C’est dans le même temps que Claude André apprend à être mère de deux garçons et à connaître les livres pour enfants, C’était il y a longtemps, du temps d’une librairie qui s’appelait Le Temps des cerises et où son premier invité fut Christian Bruel qui venait de publier L’Histoire de Julie qui avait une ombre de garçon. Bibliothécaire jeunesse durant quatorze ans à la Médiathèque de Metz, Claude André a activement participé à la création et au développement de la Librairie L’Autre Rive à Nancy où elle conseille au rayon jeunesse.
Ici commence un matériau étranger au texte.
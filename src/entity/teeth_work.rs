use sea_orm::entity::prelude::*;

/// One row per (patient, tooth); the composite key makes the upsert idempotent.
#[derive(Clone, Debug, PartialEq, DeriveEntityModel)]
#[sea_orm(table_name = "teeth_work")]
pub struct Model {
    #[sea_orm(primary_key, auto_increment = false)]
    pub patient_id: i32,
    #[sea_orm(primary_key, auto_increment = false)]
    pub tooth_number: i32,
    pub status: Option<String>,
    pub notes: Option<String>,
    pub updated_at: DateTimeWithTimeZone,
}

#[derive(Copy, Clone, Debug, EnumIter, DeriveRelation)]
pub enum Relation {
    #[sea_orm(
        belongs_to = "super::patients::Entity",
        from = "Column::PatientId",
        to = "super::patients::Column::Id",
        on_delete = "Cascade"
    )]
    Patients,
}

impl Related<super::patients::Entity> for Entity {
    fn to() -> RelationDef {
        Relation::Patients.def()
    }
}

impl ActiveModelBehavior for ActiveModel {}
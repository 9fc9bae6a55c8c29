use axum::{Json, http::StatusCode};
use serde::{Deserialize, Serialize};
use utoipa::ToSchema;

use crate::error::FieldError;

/// Confirmation body returned by create, update and delete endpoints.
#[derive(Debug, Serialize, Deserialize, ToSchema)]
pub struct MessageResponse {
    pub message: String,
}

impl MessageResponse {
    pub fn new(message: impl Into<String>) -> Self {
        Self {
            message: message.into(),
        }
    }
}

#[derive(Debug, Serialize, Deserialize, ToSchema)]
pub struct ErrorBody {
    pub error: String,
}

impl ErrorBody {
    pub fn new(error: impl Into<String>) -> Self {
        Self {
            error: error.into(),
        }
    }
}

#[derive(Debug, Serialize, Deserialize, ToSchema)]
pub struct ValidationErrorBody {
    pub errors: Vec<FieldError>,
}

pub fn created(message: impl Into<String>) -> (StatusCode, Json<MessageResponse>) {
    (StatusCode::CREATED, Json(MessageResponse::new(message)))
}

pub fn ok(message: impl Into<String>) -> Json<MessageResponse> {
    Json(MessageResponse::new(message))
}
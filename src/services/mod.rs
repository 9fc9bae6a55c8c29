//! Store operations behind the HTTP handlers. Every call is bounded by the
//! configured store timeout.

use crate::error::AppError;

pub mod appointment_service;
pub mod patient_service;
pub mod teeth_service;
pub mod user_service;

/// Foreign keys in this schema all point at `patients`.
pub(crate) fn missing_patient(err: AppError) -> AppError {
    if err.is_foreign_key_violation() {
        AppError::NotFound("Patient")
    } else {
        err
    }
}

pub(crate) fn duplicate_user(err: AppError) -> AppError {
    if err.is_unique_violation() {
        AppError::Conflict("User already exists.".to_string())
    } else {
        err
    }
}

/// Zero touched rows means the key did not exist.
pub(crate) fn ensure_found(rows: u64, resource: &'static str) -> Result<(), AppError> {
    if rows == 0 {
        return Err(AppError::NotFound(resource));
    }
    Ok(())
}

#[cfg(test)]
mod tests {
    use super::*;

    #[test]
    fn zero_rows_is_not_found() {
        assert!(matches!(
            ensure_found(0, "Appointment"),
            Err(AppError::NotFound("Appointment"))
        ));
        assert!(ensure_found(1, "Appointment").is_ok());
    }

    #[test]
    fn unrelated_errors_pass_through() {
        assert!(matches!(missing_patient(AppError::Timeout), AppError::Timeout));
        assert!(matches!(
            duplicate_user(AppError::NotFound("User")),
            AppError::NotFound("User")
        ));
    }
}
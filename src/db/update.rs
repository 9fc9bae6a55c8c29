//! Dynamic `UPDATE` assembly for edit endpoints.
//!
//! Only the fields present in a request become assignments. Placeholders are
//! numbered in the order fields were declared, counting present fields only,
//! and the key is always the final parameter.

use chrono::{DateTime, Utc};
use sqlx::{Postgres, QueryBuilder};

use crate::{db::DbPool, error::AppError, models::Role};

#[derive(Debug, Clone, PartialEq)]
pub enum FieldValue {
    Text(String),
    Timestamp(DateTime<Utc>),
}

impl FieldValue {
    fn is_blank(&self) -> bool {
        matches!(self, FieldValue::Text(text) if text.trim().is_empty())
    }
}

impl From<String> for FieldValue {
    fn from(value: String) -> Self {
        FieldValue::Text(value)
    }
}

impl From<&str> for FieldValue {
    fn from(value: &str) -> Self {
        FieldValue::Text(value.to_string())
    }
}

impl From<DateTime<Utc>> for FieldValue {
    fn from(value: DateTime<Utc>) -> Self {
        FieldValue::Timestamp(value)
    }
}

impl From<Role> for FieldValue {
    fn from(value: Role) -> Self {
        FieldValue::Text(value.as_str().to_string())
    }
}

#[derive(Debug)]
pub struct PartialUpdate {
    table: &'static str,
    assignments: Vec<(&'static str, FieldValue)>,
}

impl PartialUpdate {
    pub fn table(table: &'static str) -> Self {
        Self {
            table,
            assignments: Vec::new(),
        }
    }

    /// Adds `column = <value>` when `value` is present. Blank text counts as absent.
    pub fn set<V: Into<FieldValue>>(mut self, column: &'static str, value: Option<V>) -> Self {
        if let Some(value) = value.map(Into::into) {
            if !value.is_blank() {
                self.assignments.push((column, value));
            }
        }
        self
    }

    pub fn len(&self) -> usize {
        self.assignments.len()
    }

    pub fn is_empty(&self) -> bool {
        self.assignments.is_empty()
    }

    pub fn columns(&self) -> Vec<&'static str> {
        self.assignments.iter().map(|(column, _)| *column).collect()
    }

    pub fn into_query(self, id: i32) -> Result<QueryBuilder<'static, Postgres>, AppError> {
        if self.assignments.is_empty() {
            return Err(AppError::NoFieldsProvided);
        }

        let mut query = QueryBuilder::new(format!("UPDATE {} SET ", self.table));
        let mut separated = query.separated(", ");
        for (column, value) in self.assignments {
            separated.push(format!("{column} = "));
            match value {
                FieldValue::Text(text) => separated.push_bind_unseparated(text),
                FieldValue::Timestamp(at) => separated.push_bind_unseparated(at),
            };
        }
        query.push(" WHERE id = ");
        query.push_bind(id);
        Ok(query)
    }

    /// Executes the statement and returns the number of rows it touched.
    pub async fn execute(self, pool: &DbPool, id: i32) -> Result<u64, AppError> {
        let mut query = self.into_query(id)?;
        let result = query.build().execute(pool).await?;
        Ok(result.rows_affected())
    }
}

#[cfg(test)]
mod tests {
    use super::*;

    fn patient_update(
        name: Option<&str>,
        contact: Option<&str>,
        history: Option<&str>,
    ) -> PartialUpdate {
        PartialUpdate::table("patients")
            .set("name", name)
            .set("contact", contact)
            .set("medical_history", history)
    }

    #[test]
    fn no_present_fields_is_rejected() {
        let Err(err) = patient_update(None, None, None).into_query(1) else {
            panic!("expected NoFieldsProvided");
        };
        assert!(matches!(err, AppError::NoFieldsProvided));
    }

    #[test]
    fn blank_text_counts_as_absent() {
        let update = patient_update(Some("  "), Some(""), None);
        assert!(update.is_empty());
        assert!(matches!(
            update.into_query(1).err(),
            Some(AppError::NoFieldsProvided)
        ));
    }

    #[test]
    fn one_field_binds_key_second() {
        let query = patient_update(None, Some("555-0101"), None)
            .into_query(9)
            .unwrap();
        assert_eq!(query.sql(), "UPDATE patients SET contact = $1 WHERE id = $2");
    }

    #[test]
    fn placeholders_follow_present_fields_only() {
        // The middle field is absent; the last field must still take $2.
        let update = patient_update(Some("Jane Doe"), None, Some("Penicillin allergy"));
        assert_eq!(update.columns(), vec!["name", "medical_history"]);
        let query = update.into_query(3).unwrap();
        assert_eq!(
            query.sql(),
            "UPDATE patients SET name = $1, medical_history = $2 WHERE id = $3"
        );
    }

    #[test]
    fn assignment_count_matches_present_fields() {
        let cases = [
            (patient_update(Some("a"), None, None), 1),
            (patient_update(None, Some("b"), Some("c")), 2),
            (patient_update(Some("a"), Some("b"), Some("c")), 3),
        ];
        for (update, expected) in cases {
            assert_eq!(update.len(), expected);
            let sql = update.into_query(1).unwrap().sql().to_string();
            assert_eq!(sql.matches(" = $").count(), expected + 1);
            assert!(sql.ends_with(&format!("WHERE id = ${}", expected + 1)));
        }
    }

    #[test]
    fn roles_and_timestamps_are_bound_as_values() {
        let update = PartialUpdate::table("users")
            .set("email", None::<String>)
            .set("role", Some(Role::Doctor));
        assert_eq!(update.columns(), vec!["role"]);

        let at = DateTime::parse_from_rfc3339("2025-03-01T09:30:00Z")
            .unwrap()
            .with_timezone(&Utc);
        let query = PartialUpdate::table("appointments")
            .set("date", Some(at))
            .set("description", Some("Cleaning"))
            .into_query(4)
            .unwrap();
        assert_eq!(
            query.sql(),
            "UPDATE appointments SET date = $1, description = $2 WHERE id = $3"
        );
    }
}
Elle est présidente de l’Association Jeunes Lectures et donne ici ou là des formations à la littérature pour l’enfance et la jeunesse. Membre de l’Association des librairies spécialisées jeunesse, elle participe à la rédaction du magazine Citrouille comme du site www.citrouille.net. Elle quitte le métier (de libraire) à la fin du mois de novembre 2012.